EXERCISE GOAL =>
Whenever a line in the data below includes the string "template", copy it out.

EXCERPTED DATA =>
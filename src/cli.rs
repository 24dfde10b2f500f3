use std::path::PathBuf;
use std::time::Duration;

use clap::Parser;

use kct_k8s::parse_timeout;
use kct_types::{LogFormat, LogLevel, OutputFormat};

/// kube-client-template - list the pods of a namespace to prove cluster access
#[derive(Parser, Debug)]
#[command(name = "kube-client-template")]
#[command(author, version, about, long_about = None)]
pub struct Args {
    /// Settings file (default is $HOME/.kube-client-template.yaml)
    #[arg(long, value_name = "PATH")]
    pub config: Option<PathBuf>,

    /// Minimum log level: trace, debug, info, warn or error [default: info]
    #[arg(long, value_name = "LEVEL")]
    pub log_level: Option<LogLevel>,

    /// Log line format: text or json [default: text]
    #[arg(long, value_name = "FORMAT")]
    pub log_format: Option<LogFormat>,

    /// Prompt for a missing API server address and credentials
    #[arg(short, long)]
    pub interactive: bool,

    /// Pod list format: table, wide, json or yaml [default: table]
    #[arg(short, long, value_name = "FORMAT")]
    pub output: Option<OutputFormat>,

    #[command(flatten)]
    pub kube: KubeFlags,
}

/// Kubernetes connection flags
///
/// Each takes precedence over the kubeconfig value for the same field.
/// Credential flags are hidden from help output.
#[derive(clap::Args, Debug, Default)]
pub struct KubeFlags {
    /// (optional) absolute path to the kubeconfig file
    #[arg(long = "kubernetes-config", visible_alias = "kubeconfig", value_name = "PATH")]
    pub kubeconfig: Option<PathBuf>,

    /// The name of the kubeconfig context to use
    #[arg(long = "kubernetes-context", visible_alias = "context", value_name = "NAME")]
    pub context: Option<String>,

    /// The name of the kubeconfig cluster to use
    #[arg(long = "kubernetes-cluster", visible_alias = "cluster", value_name = "NAME")]
    pub cluster: Option<String>,

    /// The name of the kubeconfig user to use
    #[arg(long = "kubernetes-user", visible_alias = "user", value_name = "NAME")]
    pub user: Option<String>,

    /// If present, the namespace scope for this request
    #[arg(
        short = 'n',
        long = "kubernetes-namespace",
        visible_alias = "namespace",
        value_name = "NAMESPACE"
    )]
    pub namespace: Option<String>,

    /// The address and port of the Kubernetes API server
    #[arg(
        short = 's',
        long = "kubernetes-server",
        visible_alias = "server",
        value_name = "URL"
    )]
    pub server: Option<String>,

    /// Path to a cert file for the certificate authority
    #[arg(long = "kubernetes-certificate-authority", hide = true)]
    pub certificate_authority: Option<String>,

    /// Skip server certificate verification
    #[arg(long = "kubernetes-insecure-skip-tls-verify", hide = true)]
    pub insecure_skip_tls_verify: bool,

    /// Server name to use for server certificate validation
    #[arg(long = "kubernetes-tls-server-name", hide = true)]
    pub tls_server_name: Option<String>,

    /// Bearer token for authentication to the API server
    #[arg(long = "kubernetes-token", hide = true)]
    pub token: Option<String>,

    /// Username for basic authentication to the API server
    #[arg(long = "kubernetes-username", hide = true)]
    pub username: Option<String>,

    /// Password for basic authentication to the API server
    #[arg(long = "kubernetes-password", hide = true)]
    pub password: Option<String>,

    /// Path to a client certificate file for TLS
    #[arg(long = "kubernetes-client-certificate", hide = true)]
    pub client_certificate: Option<String>,

    /// Path to a client key file for TLS
    #[arg(long = "kubernetes-client-key", hide = true)]
    pub client_key: Option<String>,

    /// Username to impersonate for the operation
    #[arg(long = "kubernetes-as", hide = true)]
    pub impersonate: Option<String>,

    /// Group to impersonate for the operation, repeatable
    #[arg(long = "kubernetes-as-group", hide = true)]
    pub impersonate_groups: Vec<String>,

    /// How long to wait for a server response, e.g. 30s or 1m; 0 waits forever
    #[arg(
        long = "kubernetes-request-timeout",
        value_name = "DURATION",
        value_parser = parse_timeout
    )]
    pub request_timeout: Option<Duration>,
}

#[cfg(test)]
mod tests {
    use super::*;
    use clap::CommandFactory;

    #[test]
    fn test_cli_definition() {
        Args::command().debug_assert();
    }

    #[test]
    fn test_prefixed_and_short_flags() {
        let args = Args::try_parse_from([
            "kube-client-template",
            "--kubernetes-config",
            "/tmp/kubeconfig",
            "-n",
            "team-a",
            "--kubernetes-request-timeout",
            "1m",
            "-i",
            "-o",
            "yaml",
        ])
        .unwrap();

        assert_eq!(args.kube.kubeconfig, Some(PathBuf::from("/tmp/kubeconfig")));
        assert_eq!(args.kube.namespace.as_deref(), Some("team-a"));
        assert_eq!(args.kube.request_timeout, Some(Duration::from_secs(60)));
        assert!(args.interactive);
        assert_eq!(args.output, Some(OutputFormat::Yaml));
    }

    #[test]
    fn test_unprefixed_aliases() {
        let args = Args::try_parse_from([
            "kube-client-template",
            "--kubeconfig",
            "/bad/path",
            "--namespace",
            "kube-system",
            "--context",
            "kind",
            "--log-level",
            "debug",
        ])
        .unwrap();

        assert_eq!(args.kube.kubeconfig, Some(PathBuf::from("/bad/path")));
        assert_eq!(args.kube.namespace.as_deref(), Some("kube-system"));
        assert_eq!(args.kube.context.as_deref(), Some("kind"));
        assert_eq!(args.log_level, Some(LogLevel::Debug));
    }

    #[test]
    fn test_credential_flags_hidden_from_help() {
        let help = Args::command().render_long_help().to_string();

        assert!(help.contains("--kubernetes-namespace"));
        assert!(!help.contains("--kubernetes-token"));
        assert!(!help.contains("--kubernetes-password"));
    }

    #[test]
    fn test_rejects_bad_values() {
        assert!(Args::try_parse_from(["kube-client-template", "--log-level", "loud"]).is_err());
        for timeout in ["soon", "18446744073709551615s18446744073709551615s"] {
            let result = Args::try_parse_from([
                "kube-client-template",
                "--kubernetes-request-timeout",
                timeout,
            ]);
            assert!(result.is_err(), "accepted timeout {timeout}");
        }
    }
}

SOLUTION TO THE EXERCISE =>
/// kube-client-template - list the pods of a namespace to prove cluster access
#[command(name = "kube-client-template")]
    /// Settings file (default is $HOME/.kube-client-template.yaml)
            "kube-client-template",
            "kube-client-template",
        assert!(Args::try_parse_from(["kube-client-template", "--log-level", "loud"]).is_err());
                "kube-client-template",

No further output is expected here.